- [EXERCISE DESCRIPTION]
Go from the first line below to the one with "repository 22c50dcba455f11f" and print each line exactly.

Start of SUPPLIED ENTRIES

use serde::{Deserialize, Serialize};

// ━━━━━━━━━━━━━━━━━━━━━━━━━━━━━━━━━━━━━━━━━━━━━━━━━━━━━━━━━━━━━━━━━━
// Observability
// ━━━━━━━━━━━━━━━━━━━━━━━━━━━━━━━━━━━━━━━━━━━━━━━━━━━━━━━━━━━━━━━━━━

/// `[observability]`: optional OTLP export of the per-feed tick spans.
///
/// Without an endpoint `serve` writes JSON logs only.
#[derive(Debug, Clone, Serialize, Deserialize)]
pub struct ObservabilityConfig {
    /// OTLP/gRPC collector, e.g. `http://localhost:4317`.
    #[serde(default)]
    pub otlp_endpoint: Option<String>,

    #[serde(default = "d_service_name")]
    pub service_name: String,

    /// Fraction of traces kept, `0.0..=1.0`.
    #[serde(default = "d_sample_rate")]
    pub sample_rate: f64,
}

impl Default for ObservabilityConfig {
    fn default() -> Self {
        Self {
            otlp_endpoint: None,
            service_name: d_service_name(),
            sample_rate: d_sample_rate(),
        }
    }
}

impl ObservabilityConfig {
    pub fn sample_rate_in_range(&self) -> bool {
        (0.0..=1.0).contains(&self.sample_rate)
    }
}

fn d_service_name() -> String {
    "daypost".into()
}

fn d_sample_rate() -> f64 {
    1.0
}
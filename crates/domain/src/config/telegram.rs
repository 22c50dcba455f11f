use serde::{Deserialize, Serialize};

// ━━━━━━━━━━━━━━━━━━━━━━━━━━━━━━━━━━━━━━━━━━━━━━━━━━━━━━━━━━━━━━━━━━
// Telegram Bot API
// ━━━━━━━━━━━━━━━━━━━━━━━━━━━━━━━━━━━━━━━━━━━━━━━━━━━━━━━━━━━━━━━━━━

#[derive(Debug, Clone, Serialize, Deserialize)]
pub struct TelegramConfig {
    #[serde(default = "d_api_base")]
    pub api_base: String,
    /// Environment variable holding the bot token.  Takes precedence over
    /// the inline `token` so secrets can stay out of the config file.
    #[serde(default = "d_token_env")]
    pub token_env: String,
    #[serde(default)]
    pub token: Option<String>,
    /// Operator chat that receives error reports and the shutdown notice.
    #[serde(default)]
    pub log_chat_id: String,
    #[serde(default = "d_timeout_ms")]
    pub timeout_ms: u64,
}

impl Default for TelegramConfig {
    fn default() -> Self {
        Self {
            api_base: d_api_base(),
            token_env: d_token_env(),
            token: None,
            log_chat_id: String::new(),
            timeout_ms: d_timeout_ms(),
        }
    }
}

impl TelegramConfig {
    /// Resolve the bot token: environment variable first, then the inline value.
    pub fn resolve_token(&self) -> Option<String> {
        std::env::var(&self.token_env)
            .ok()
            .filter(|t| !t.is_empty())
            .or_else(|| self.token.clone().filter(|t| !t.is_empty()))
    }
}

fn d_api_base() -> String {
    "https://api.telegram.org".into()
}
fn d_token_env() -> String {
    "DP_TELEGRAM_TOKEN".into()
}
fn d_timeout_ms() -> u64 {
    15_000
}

End of SUPPLIED ENTRIES

- [YOUR SOLUTION]
use serde::{Deserialize, Serialize};

// ━━━━━━━━━━━━━━━━━━━━━━━━━━━━━━━━━━━━━━━━━━━━━━━━━━━━━━━━━━━━━━━━━━
// Observability
// ━━━━━━━━━━━━━━━━━━━━━━━━━━━━━━━━━━━━━━━━━━━━━━━━━━━━━━━━━━━━━━━━━━

/// `[observability]`: optional OTLP export of the per-feed tick spans.
///
/// Without an endpoint `serve` writes JSON logs only.
#[derive(Debug, Clone, Serialize, Deserialize)]
pub struct ObservabilityConfig {
    /// OTLP/gRPC collector, e.g. `http://localhost:4317`.
    #[serde(default)]
    pub otlp_endpoint: Option<String>,

    #[serde(default = "d_service_name")]
    pub service_name: String,

    /// Fraction of traces kept, `0.0..=1.0`.
    #[serde(default = "d_sample_rate")]
    pub sample_rate: f64,
}

impl Default for ObservabilityConfig {
    fn default() -> Self {
        Self {
            otlp_endpoint: None,
            service_name: d_service_name(),
            sample_rate: d_sample_rate(),
        }
    }
}

impl ObservabilityConfig {
    pub fn sample_rate_in_range(&self) -> bool {
        (0.0..=1.0).contains(&self.sample_rate)
    }
}

fn d_service_name() -> String {
    "daypost".into()
}

fn d_sample_rate() -> f64 {
    1.0
}
filename crates/domain/src/config/telegram.rs
repository 22c50dcba455f11f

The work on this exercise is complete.